Todo ano é aquela expectativa para ver os filmes da Mostra. Fui ver alguns muito bons, que eu recomendo. Vocês podem ver porque alguns desses ainda vão passar outras vêzes, ou na repescagem da Mostra, depois do dia 31/11. Quem quiser conferir a programação vá até o site da Mostra: www.mostra.org.

Aqui estão algumas anotações na saída da sala, bem esquemáticas:

1 – “A Mulher do Policial” – “Die Frau Des Polizisten”, Alemanha, 2013-10-23 Direção: Philip Groning

Em 59 capítulos, o diretor vai introduzindo, através de belíssimas imagens, a vida de uma família composta por um casal e uma filha pequena.

Em alguns desses capítulos, de alguns minutos, a natureza do local é mostrada e quase nada acontece. São espaços de meditação que vão levando a gente a poder ver o que vai acontecer. Em outros, vemos a mãe e a filha, amorosas, na vida diária e em outros ainda, o pai e a família. Mas o assunto que vai ser tratado é bem pesado: violência doméstica.

O filme nos leva a pensar sobre o desespero e a loucura que unem o sádico e a masoquista. Os dois fogem da realidade vivida para se enganar e acreditar, no caso desse filme, que existe uma família feliz.

A menina, filha dos dois é a maior vítima, retirada brutalmente de um paraíso de felicidade com a mãe, para acordar num inferno onde o pai/bicho machuca a mãe e grita. Ela se pergunta: onde está o papai bonzinho?

O espectador só acorda para a realidade crua do massacre que sofre a mulher, quando vemos as marcas em seu corpo.

A dupla de pais se infantiliza como defesa, para não ter que lidar e controlar os surtos de agressividade do homem da casa, do qual se espera afeto e proteção.

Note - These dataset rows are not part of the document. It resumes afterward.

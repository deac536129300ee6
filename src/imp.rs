// SPDX-License-Identifier: Parity-7.0.0 OR PolyForm-Noncommercial-1.0.0
//! Driver implementations shipped with the crate.
//!
//! Native backends live downstream; the one here records every call so the
//! mirror's decisions can be inspected without a GPU.

mod recording;

pub use recording::{Call, CallLog, RecordingDriver};
// SPDX-License-Identifier: Parity-7.0.0 OR PolyForm-Noncommercial-1.0.0
/*!
Pipeline states: everything a draw needs that doesn't change per draw.

A [`PipelineState`] bundles a linked program, the three fixed-function state
objects, the primitive topology, the resolved vertex-attribute lanes and the
resource layout.  Pipelines are deduplicated by description, and the expensive
pieces inside them are deduplicated again on their own keys:

* programs by (effect id, depth-clamp emulation), since two pipelines that only
  differ in blending link the same program;
* vertex-attribute arrays by content, so pipelines with equal layouts share one
  `Arc` and the command list can skip the attribute walk by pointer compare.

Everything here is reference counted through [`ObjectCache`]; releasing a
pipeline releases what it holds.
*/

pub mod program;
pub mod resource_binder;
pub mod vertex;

pub use program::{CompiledProgram, EffectBytecode, ResourceBinding, ResourceKind};
pub use resource_binder::{BindingTarget, Descriptor, DescriptorSet, ResourceLayout};
pub use vertex::{InputElement, VertexAttrib, VertexFormat};

use crate::cache::ObjectCache;
use crate::{
    Error, MAX_CONSTANT_BUFFERS, MAX_DESCRIPTOR_SETS, MAX_TEXTURE_UNITS, MAX_VERTEX_ATTRIBUTES,
    MAX_VERTEX_BUFFERS,
};
use crate::device::GraphicsDevice;
use crate::driver::{Capabilities, Driver, PrimitiveType};
use crate::state::{
    BlendState, BlendStateDescription, DepthStencilState, DepthStencilStateDescription,
    RasterizerState, RasterizerStateDescription,
};
use std::sync::Arc;

/// Everything that identifies a pipeline.  Equal descriptions share one
/// [`PipelineState`].
#[derive(Debug, Clone, PartialEq, Eq, Hash)]
pub struct PipelineStateDescription {
    pub effect: Option<Arc<EffectBytecode>>,
    pub blend: BlendStateDescription,
    pub depth_stencil: DepthStencilStateDescription,
    pub rasterizer: RasterizerStateDescription,
    pub primitive_type: PrimitiveType,
    pub input_elements: Vec<InputElement>,
    /// Whether the pipeline renders with a depth buffer bound.  Without one,
    /// depth and stencil testing are forced off.
    pub has_depth_buffer: bool,
}

impl Default for PipelineStateDescription {
    fn default() -> Self {
        PipelineStateDescription {
            effect: None,
            blend: BlendStateDescription::default(),
            depth_stencil: DepthStencilStateDescription::default(),
            rasterizer: RasterizerStateDescription::default(),
            primitive_type: PrimitiveType::TriangleList,
            input_elements: Vec::new(),
            has_depth_buffer: true,
        }
    }
}

#[derive(Debug)]
pub struct PipelineState {
    program: Option<Arc<CompiledProgram>>,
    blend: BlendState,
    depth_stencil: DepthStencilState,
    rasterizer: RasterizerState,
    primitive_type: PrimitiveType,
    vertex_attribs: Arc<[VertexAttrib]>,
    resource_layout: ResourceLayout,
}

impl PipelineState {
    /// The pipeline with no program and default fixed-function state, as
    /// installed by `clear_state`.
    pub(crate) fn default_for(capabilities: &Capabilities) -> Self {
        let description = PipelineStateDescription::default();
        PipelineState {
            program: None,
            blend: BlendState::new(&description.blend),
            depth_stencil: DepthStencilState::new(
                &description.depth_stencil,
                description.has_depth_buffer,
            ),
            rasterizer: RasterizerState::new(&description.rasterizer, capabilities.has_depth_clamp),
            primitive_type: description.primitive_type,
            vertex_attribs: Arc::from(Vec::new()),
            resource_layout: ResourceLayout::default(),
        }
    }

    pub fn program(&self) -> Option<&Arc<CompiledProgram>> {
        self.program.as_ref()
    }
    pub fn blend(&self) -> &BlendState {
        &self.blend
    }
    pub fn depth_stencil(&self) -> &DepthStencilState {
        &self.depth_stencil
    }
    pub fn rasterizer(&self) -> &RasterizerState {
        &self.rasterizer
    }
    pub fn primitive_type(&self) -> PrimitiveType {
        self.primitive_type
    }
    pub fn vertex_attribs(&self) -> &Arc<[VertexAttrib]> {
        &self.vertex_attribs
    }
    pub fn resource_layout(&self) -> &ResourceLayout {
        &self.resource_layout
    }

    /// Texture units the program samples.  Empty without a program.
    pub fn texture_units(&self) -> &[u32] {
        self.program
            .as_ref()
            .map(|p| p.texture_units())
            .unwrap_or(&[])
    }
}

type ProgramKey = (u64, bool);

/// The three caches behind [`GraphicsDevice::create_pipeline_state`].
#[derive(Debug, Default)]
pub(crate) struct PipelineCaches {
    programs: ObjectCache<ProgramKey, CompiledProgram>,
    vertex_attribs: ObjectCache<Vec<VertexAttrib>, [VertexAttrib]>,
    pipelines: ObjectCache<PipelineStateDescription, PipelineState>,
}

impl PipelineCaches {
    pub(crate) fn instantiate<D: Driver>(
        &self,
        device: &GraphicsDevice<D>,
        description: PipelineStateDescription,
    ) -> Result<Arc<PipelineState>, Error> {
        self.pipelines.instantiate(
            description,
            |description| self.build(device, description).map(Arc::new),
            |lost| self.teardown(device, &lost),
        )
    }

    /// Returns true when this was the last reference and the pipeline's
    /// program and attribute array were released with it.
    pub(crate) fn release<D: Driver>(
        &self,
        device: &GraphicsDevice<D>,
        pipeline: &Arc<PipelineState>,
    ) -> bool {
        let released = self
            .pipelines
            .release(pipeline, |_, dead| self.teardown(device, &dead));
        if !released && !self.pipelines.contains(pipeline) {
            logwise::warn_sync!("released a pipeline state this device never created");
        }
        released
    }

    pub(crate) fn pipeline_count(&self) -> usize {
        self.pipelines.len()
    }

    pub(crate) fn program_count(&self) -> usize {
        self.programs.len()
    }

    /// Forgets everything after the context was lost.
    pub(crate) fn clear(&self) {
        self.pipelines.clear();
        self.programs.clear();
        self.vertex_attribs.clear();
    }

    fn build<D: Driver>(
        &self,
        device: &GraphicsDevice<D>,
        description: &PipelineStateDescription,
    ) -> Result<PipelineState, Error> {
        validate_layout(description)?;
        let capabilities = device.capabilities();
        let rasterizer = RasterizerState::new(&description.rasterizer, capabilities.has_depth_clamp);
        let program = match &description.effect {
            Some(effect) => Some(self.program(device, effect, rasterizer.emulate_depth_clamp())?),
            None => None,
        };
        let attribs = match &description.effect {
            Some(effect) => vertex::resolve(&description.input_elements, effect),
            None => Vec::new(),
        };
        let vertex_attribs = self
            .vertex_attribs
            .instantiate::<std::convert::Infallible>(
                attribs,
                |attribs| Ok(Arc::from(attribs.as_slice())),
                drop,
            )
            .unwrap_or_else(|never| match never {});
        let resource_layout = description
            .effect
            .as_deref()
            .map(ResourceLayout::compile)
            .unwrap_or_default();
        logwise::trace_sync!(
            "built pipeline with {count} vertex attributes",
            count = vertex_attribs.len()
        );
        Ok(PipelineState {
            program,
            blend: BlendState::new(&description.blend),
            depth_stencil: DepthStencilState::new(
                &description.depth_stencil,
                description.has_depth_buffer,
            ),
            rasterizer,
            primitive_type: description.primitive_type,
            vertex_attribs,
            resource_layout,
        })
    }

    fn program<D: Driver>(
        &self,
        device: &GraphicsDevice<D>,
        effect: &Arc<EffectBytecode>,
        emulate_depth_clamp: bool,
    ) -> Result<Arc<CompiledProgram>, Error> {
        self.programs.instantiate(
            (effect.id, emulate_depth_clamp),
            |_| {
                let perf = logwise::perfwarn_begin!("link program");
                let linked = device
                    .use_creation_context()
                    .driver()
                    .create_program(effect, emulate_depth_clamp);
                drop(perf);
                match linked {
                    Ok(program_id) => {
                        logwise::info_sync!(
                            "linked effect {effect} as program {program}",
                            effect = effect.id,
                            program = program_id.0
                        );
                        Ok(Arc::new(CompiledProgram::new(
                            program_id,
                            effect.clone(),
                            emulate_depth_clamp,
                        )))
                    }
                    Err(source) => {
                        logwise::error_sync!(
                            "effect {effect} failed to link: {source}",
                            effect = effect.id,
                            source = logwise::privacy::LogIt(&source)
                        );
                        Err(Error::ProgramCreation {
                            effect: effect.id,
                            source,
                        })
                    }
                }
            },
            |lost| {
                device
                    .use_creation_context()
                    .driver()
                    .delete_program(lost.program_id());
            },
        )
    }

    fn teardown<D: Driver>(&self, device: &GraphicsDevice<D>, pipeline: &PipelineState) {
        if let Some(program) = &pipeline.program {
            self.programs.release(program, |_, dead| {
                device
                    .use_creation_context()
                    .driver()
                    .delete_program(dead.program_id());
            });
        }
        self.vertex_attribs.release(&pipeline.vertex_attribs, |_, _| {});
    }
}

/// Rejects layouts that index past the tables the command list mirrors, so a
/// bad effect fails here instead of at its first draw.
fn validate_layout(description: &PipelineStateDescription) -> Result<(), Error> {
    let Some(effect) = &description.effect else {
        return Ok(());
    };
    let check = |what: &'static str, index: u32, limit: usize| {
        if index as usize >= limit {
            logwise::error_sync!(
                "effect {effect} uses {what} {index}, limit {limit}",
                effect = effect.id,
                what = logwise::privacy::LogIt(&what),
                index = index,
                limit = limit
            );
            return Err(Error::LayoutOutOfRange {
                effect: effect.id,
                what,
                index,
                limit,
            });
        }
        Ok(())
    };
    for element in &description.input_elements {
        check("vertex buffer slot", element.slot, MAX_VERTEX_BUFFERS)?;
    }
    for location in effect.attribute_locations() {
        check("attribute location", location, MAX_VERTEX_ATTRIBUTES)?;
    }
    for &unit in effect.texture_units() {
        check("texture unit", unit, MAX_TEXTURE_UNITS)?;
    }
    for binding in effect.resource_bindings() {
        check("descriptor set", binding.set, MAX_DESCRIPTOR_SETS)?;
        let (what, limit) = match binding.kind {
            ResourceKind::ShaderResource => ("shader resource slot", MAX_TEXTURE_UNITS),
            ResourceKind::Sampler => ("sampler slot", MAX_TEXTURE_UNITS),
            ResourceKind::ConstantBuffer => ("constant buffer slot", MAX_CONSTANT_BUFFERS),
        };
        check(what, binding.slot, limit)?;
    }
    Ok(())
}

#[cfg(test)]
mod tests {
    use super::*;

    #[test]
    fn descriptions_compare_by_content() {
        let effect = Arc::new(EffectBytecode::new(3).with_attribute("POSITION", 0));
        let a = PipelineStateDescription {
            effect: Some(effect.clone()),
            ..Default::default()
        };
        let b = PipelineStateDescription {
            effect: Some(Arc::new(EffectBytecode::new(3).with_attribute("POSITION", 0))),
            ..Default::default()
        };
        assert_eq!(a, b);
        let c = PipelineStateDescription {
            blend: BlendStateDescription::alpha_blend(),
            ..a.clone()
        };
        assert_ne!(a, c);
    }

    #[test]
    fn default_pipeline_has_nothing_to_bind() {
        let pipeline = PipelineState::default_for(&Capabilities::default());
        assert!(pipeline.program().is_none());
        assert!(pipeline.vertex_attribs().is_empty());
        assert!(pipeline.texture_units().is_empty());
        assert!(pipeline.resource_layout().is_empty());
    }
}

Na falta de um superego protetor, nesse casal, sucumbem todos.

No capítulo final, o diretor nos remete, com imagens de água e o corpo da mãe e da menina, a uma fantasia: a volta ao útero materno.

Muito impactante.

(O filme ganhou o Prêmio Especial do Júri do Festival de Veneza 2013)

  

2 – “Inside Llewlyn Davis”, Estados Unidos/França 2013

Direção: Joel e Ethan Cohen

Sem um canto seu, sem emprego, sem amor mas com alguns amigos.

O filme dos Cohen retrata uma situação cruel. Por que o jovem cantor de música folk não consegue nada na vida? Será que é o destino ou ele mesmo nada faz em seu favor?

Ele é como um gato vira-lata sem dono, à mercê da bondade ou maldade das pessoas. Ou como uma folha ao vento. O mundo em que ele vive tem pouca compaixão.

Triste e frustrante, o filme pinta um cenário quase sem esperanças para o protagonista.

Ele, que canta lindamente músicas tristes, está só porque seu parceiro saltou da ponte para a morte.

Ele parece se esforçar para dar certo mas a evidência dos fatos mostra o contrário.

A depressão e o luto pela morte do parceiro o levam a uma sinistra e calada auto-destruição sem saída.

Provavelmente, o voo na ponte será também o seu destino…

(O filme ganhou o Grande Prêmio do Júri no Festival de Cannes 2013)

3- “Bertolucci por Bertolucci”, Itália, 2013

     Direção: Luca Guadagnino e Walter Fasano

É um privilégio assistir a esse documentário que faz uma interessante montagem de entrevistas dadas ao longo da vida do cineasta e mestre do cinema, Bernardo Bertolucci, 73 anos.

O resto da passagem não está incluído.